As Söderblom adds muscle to his lengthy frame — the lower-body especially — one might imagine that he’ll be able to move that hulking frame at higher speeds.
At present, Söderblom is quite mobile and agile; he works his edges well when he moves around on small surfaces and when he widens the gap between his legs he does not only become hard to knock off his feet, he also becomes quick in his side-to-side movement.
In keeping with Söderblom’s refusal to suffer assumptions about his playing style based on his size, he’s no power forward. Söderblom plays a game based on skill, not physicality.
Söderblom has the natural tools to be a monster in front of the net or along the boards but lacks the conviction to get there. At present, he plays with close to no edge, showing a preference for stickhandling his way through traffic. Occasionally, Söderblom will take the puck to the net — often when there’s only one defender in his way — and when he does, it often results in a scoring chance. It doesn’t happen nearly often enough, though.
— Anton Johansson (@antonj85) October 22, 2017
Söderblom can protect the puck well, often fending off multiple opponents at a time. In that way, he uses his size. But mostly, Söderblom is yet to crack the power forward’s code. That will take increased confidence and determination.
— Anton Johansson (@antonj85) April 6, 2019
Another area for Söderblom to improve upon is the pace with which he plays. Söderblom plays at a slow pace and tends to lessen the tempo when the puck lands on his stick.
Now, for the positives. Söderblom doesn’t suffer the ‘dump-and-chase’ mindset that is so common in players that profile similarly. Instead, Söderblom prefers to carry the puck into the offensive for controlled entries.
His stickhandling is, generally, a good weapon for manoeuvring through opponents, creating scoring chances and passing lanes alike. Söderblom’s puck skills can prove somewhat limiting at times, but the attempts at ten-bell maneuvres are always there. If Söderblom could combine those skills with a little more power, that could make him more effective at creating space.
Söderblom has room for growth as a finisher. His vision is average, and even when there is space available it’s often for nought as Soderblom fails to use it. As long as he keeps things simple, Söderblom is a decent short-range passer, with the occasional flash of creative puck distribution.
He has a decent release on his wrist shot, and it’s quite powerful at that, but it comes at the expense of his accuracy. Once he gets the precision right; he can score from both up close and from further out. When Söderblom scores, it is often as a result of other skills than the shot itself.
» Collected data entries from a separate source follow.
use std::path::PathBuf;
use std::time::Instant;

use anyhow::{Context, Result};
use clap::Parser;
use log::info;
use readmit_prep::{InputPaths, NoteWindow, PipelineConfig, run_from_config};

#[derive(Parser, Debug)]
#[command(
    about = "Build chunked 30-day readmission datasets from MIMIC-style tables",
    version
)]
struct Args {
    /// Directory with ADMISSIONS, DIAGNOSES_ICD, PROCEDURES_ICD, PRESCRIPTIONS and NOTEEVENTS
    #[arg(long = "data-dir", value_name = "DIR")]
    data_dir: PathBuf,

    /// Directory with the ICDandCCSmappings/ and NDCmappings/ reference tables
    #[arg(long = "mappings-dir", value_name = "DIR", default_value = "data/extended")]
    mappings_dir: PathBuf,

    /// Directory receiving one folder of splits per note window
    #[arg(long = "output-dir", value_name = "DIR", default_value = "output")]
    output_dir: PathBuf,

    /// Directory holding the vocabulary files [default: the mappings directory]
    #[arg(long = "vocab-dir", value_name = "DIR")]
    vocab_dir: Option<PathBuf>,

    /// Seed for every random draw
    #[arg(long = "seed", default_value_t = 1)]
    seed: u64,

    /// Note windows to build, e.g. `discharge,3days,2days`
    #[arg(long = "windows", value_delimiter = ',', default_values_t = default_windows())]
    windows: Vec<NoteWindow>,

    /// Readmission window in days
    #[arg(long = "readmission-days", default_value_t = 30.0)]
    readmission_days: f64,

    /// Replace existing split files
    #[arg(long = "overwrite")]
    overwrite: bool,

    /// Also write the labeled admission table
    #[arg(long = "write-admissions")]
    write_admissions: bool,

    /// Admissions table, overriding the one found in the data directory
    #[arg(long = "admissions", value_name = "FILE")]
    admissions: Option<PathBuf>,

    /// Notes table, overriding the one found in the data directory
    #[arg(long = "notes", value_name = "FILE")]
    notes: Option<PathBuf>,
}

fn default_windows() -> Vec<NoteWindow> {
    PipelineConfig::default().windows
}

impl Args {
    fn into_config(self) -> PipelineConfig {
        let mut inputs = InputPaths::from_data_dir(&self.data_dir, &self.mappings_dir);
        if let Some(path) = self.admissions {
            inputs.admissions = path;
        }
        if let Some(path) = self.notes {
            inputs.notes = path;
        }

        PipelineConfig::builder()
            .inputs(inputs)
            .output_dir(self.output_dir)
            .vocabulary_dir(self.vocab_dir.unwrap_or(self.mappings_dir))
            .seed(self.seed)
            .windows(self.windows)
            .readmission_window_days(self.readmission_days)
            .overwrite(self.overwrite)
            .write_admissions(self.write_admissions)
            .build()
    }
}

#[tokio::main]
async fn main() -> Result<()> {
    // Setup logging
    env_logger::Builder::from_env(env_logger::Env::default().default_filter_or("info")).init();

    let start = Instant::now();
    let config = Args::parse().into_config();
    let output_dir = config.output_dir.clone();

    let summary = run_from_config(config)
        .await
        .context("Dataset preparation failed")?;

    info!(
        "Labeled {} admissions ({} readmitted); wrote {} note windows to {} in {:?}",
        summary.admissions,
        summary.readmitted,
        summary.windows.len(),
        output_dir.display(),
        start.elapsed()
    );
    Ok(())
}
Defensively, Söderblom takes advantage of his size much more than he does in the offensive zone. He works hard and is strong along the boards, both when it comes to winning the puck and protecting it once it is won. He rarely makes risky plays with the puck in his own end, and often keeps it simple in order for his team to get a good chance to clear it.
Söderblom keeps his head on a swivel when play is in his zone, allowing him to stay appraised of his surroundings and maintain a good position at all times. There are moments when he is guilty of puck-watching, but overall, there is strong defensive awareness in his game. That awareness offers Söderblom a chance at effectiveness at box-play, as he’s good on making switches defensively.
Another aspect that Söderblom is very good at — mostly while playing shorthanded — is getting pucks deep and keeping it there to kill time. He then utilizes his big frame well to protect the puck and can keep it along the boards against several opponents at once for shorter periods of time
Söderblom will continue to play with Frölunda’s J20 team in the SuperElit this upcoming season. As some of Frölunda’s most notable prospects will see ice-time with their SHL-team, Söderblom should get several chances to take on a more productive role with the junior team. Red Wing’s fans should not expect to see Söderblom competing for a spot on their team for several seasons. He’s a long-term project.